The mistake people make immediately is slapping them into a regular plastic container while they’re still warm. Oops! That traps steam, and that steam turns your crispy, cheesy outer layer into sad, damp cardboard. Never do that!
First, let your Bacon And Cheese Loaded Waffles cool completely on a wire rack separated from each other. Once they are totally cold, you can stack them, but you absolutely have to put parchment paper or wax paper between each waffle layer. Slide the stack into a good, airtight container or a heavy-duty freezer bag.
Storing Your Savory Waffles
In the fridge, they’ll hang out happily like this for about three or four days. They freeze even better! If you’re freezing them, just make sure you press as much air out of the bag as you can before sealing tightly. They’ll last a couple of months this way, easily.
Restoring the Crispness
When you’re ready to eat them, you need high, dry heat to wake up that texture. Forget the microwave; it’s a flavor and texture killer for waffles. I swear by the toaster oven or, even better, the air fryer for perfect results.
Just lay the waffle right in the basket or on the toaster oven tray—no need to thaw! Heat the air fryer/toaster oven to about 350°F (175°C). They only take about 4 to 6 minutes to reheat, but the real sign they are done is when you hear that beautiful, crisp sound when you tap them with a fork. That means you’ve rescued that perfect crunch!
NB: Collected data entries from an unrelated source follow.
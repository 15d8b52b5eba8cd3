use thiserror::Error;

#[derive(Debug, Error)]
pub enum Error {
    #[error("unknown parent bone '{parent}' for bone '{bone}'")]
    UnknownBoneParent { bone: String, parent: String },

    #[error("bone '{bone}' declared before its parent '{parent}'")]
    NonTopologicalBone { bone: String, parent: String },

    #[error("root bone '{bone}' must not have a parent")]
    RootBoneHasParent { bone: String },

    #[error("non-root bone '{bone}' must declare a parent")]
    MissingBoneParent { bone: String },

    #[error("duplicate id '{id}' for {kind}")]
    DuplicateId { kind: &'static str, id: String },

    #[error("unknown bone '{bone}' referenced by slot '{slot}'")]
    UnknownSlotBone { slot: String, bone: String },

    #[error("unknown target bone '{target}' for {kind} constraint '{constraint}'")]
    UnknownConstraintTarget {
        kind: &'static str,
        constraint: String,
        target: String,
    },

    #[error("unknown target slot '{target}' for path constraint '{constraint}'")]
    UnknownPathConstraintTargetSlot { constraint: String, target: String },

    #[error("unknown bone '{bone}' in chain of {kind} constraint '{constraint}'")]
    UnknownConstraintBone {
        kind: &'static str,
        constraint: String,
        bone: String,
    },

    #[error("{kind} constraint '{constraint}' has an empty bone chain")]
    EmptyConstraintChain {
        kind: &'static str,
        constraint: String,
    },

    #[error("linked mesh '{attachment}' references unknown skin '{skin}'")]
    LinkedMeshUnknownSkin { attachment: String, skin: String },

    #[error("linked mesh '{attachment}' references slot '{slot}' absent from skin '{skin}'")]
    LinkedMeshUnknownSlot {
        attachment: String,
        skin: String,
        slot: String,
    },

    #[error("linked mesh '{attachment}' references parent '{parent}' absent from skin '{skin}', slot '{slot}'")]
    LinkedMeshUnknownParent {
        attachment: String,
        skin: String,
        slot: String,
        parent: String,
    },

    #[error("linked mesh '{attachment}' parent '{parent}' is not a mesh attachment")]
    LinkedMeshParentNotMesh { attachment: String, parent: String },

    #[error("unknown slot '{slot}' referenced by skin '{skin}'")]
    UnknownSkinSlot { skin: String, slot: String },

    #[error("path constraint '{constraint}' requires a default skin")]
    PathConstraintMissingDefaultSkin { constraint: String },

    #[error("path constraint '{constraint}' target slot '{slot}' carries no attachments")]
    PathConstraintNoAttachments { constraint: String, slot: String },

    #[error("path constraint target attachment '{attachment}' is not a path (constraint '{constraint}')")]
    PathConstraintNonPathAttachment {
        constraint: String,
        attachment: String,
    },

    #[error("invalid weighted vertex stream for attachment '{attachment}': {message}")]
    InvalidVertexStream { attachment: String, message: String },

    #[error("unknown clip: {name}")]
    UnknownClip { name: String },

    #[error("unknown {kind} constraint '{constraint}' referenced by clip '{clip}'")]
    UnknownClipConstraint {
        clip: String,
        kind: &'static str,
        constraint: String,
    },

    #[error("unknown slot '{slot}' referenced by clip '{clip}'")]
    UnknownClipSlot { clip: String, slot: String },

    #[error("unknown skin '{skin}' referenced by deform timeline in clip '{clip}'")]
    UnknownDeformSkin { clip: String, skin: String },

    #[error("unknown slot '{slot}' referenced by deform timeline in clip '{clip}', skin '{skin}'")]
    UnknownDeformSlot {
        clip: String,
        skin: String,
        slot: String,
    },

    #[error(
        "unknown attachment '{attachment}' referenced by deform timeline in clip '{clip}', skin '{skin}', slot '{slot}'"
    )]
    UnknownDeformAttachment {
        clip: String,
        skin: String,
        slot: String,
        attachment: String,
    },

    #[error(
        "deform timeline for '{attachment}' exceeds base vertices ({offset} + {len} > {base}) in clip '{clip}'"
    )]
    DeformVertexOverflow {
        clip: String,
        attachment: String,
        offset: usize,
        len: usize,
        base: usize,
    },

    #[error("deform timeline target '{attachment}' is not deformable")]
    DeformTargetNotDeformable { attachment: String },

    #[error("unknown slot '{slot}' referenced by draw order timeline in clip '{clip}'")]
    UnknownDrawOrderSlot { clip: String, slot: String },

    #[cfg(feature = "json")]
    #[error("failed to parse skeleton JSON: {message}")]
    JsonParse { message: String },
}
Frequently Asked Questions About Bacon And Cheese Loaded Waffles
Can I use a different cheese besides sharp cheddar?
Absolutely, yes! Sharp cheddar is my go-to for that nice tangy bite, but these savory waffles are extremely forgiving. If you want something that melts super gooey and stretches beautifully, Monterey Jack is fantastic. Or, if you want a more complex flavor profile, try Gruyère—it’s amazing with bacon! I’ve even thrown in a little smoked Gouda once for a real flavor punch. Just make sure whatever cheese you use is relatively low in moisture so it doesn’t make the batter wet. Speaking of cheese, if you love loaded flavors, you have to see how I make my loaded bacon cheeseburger pasta!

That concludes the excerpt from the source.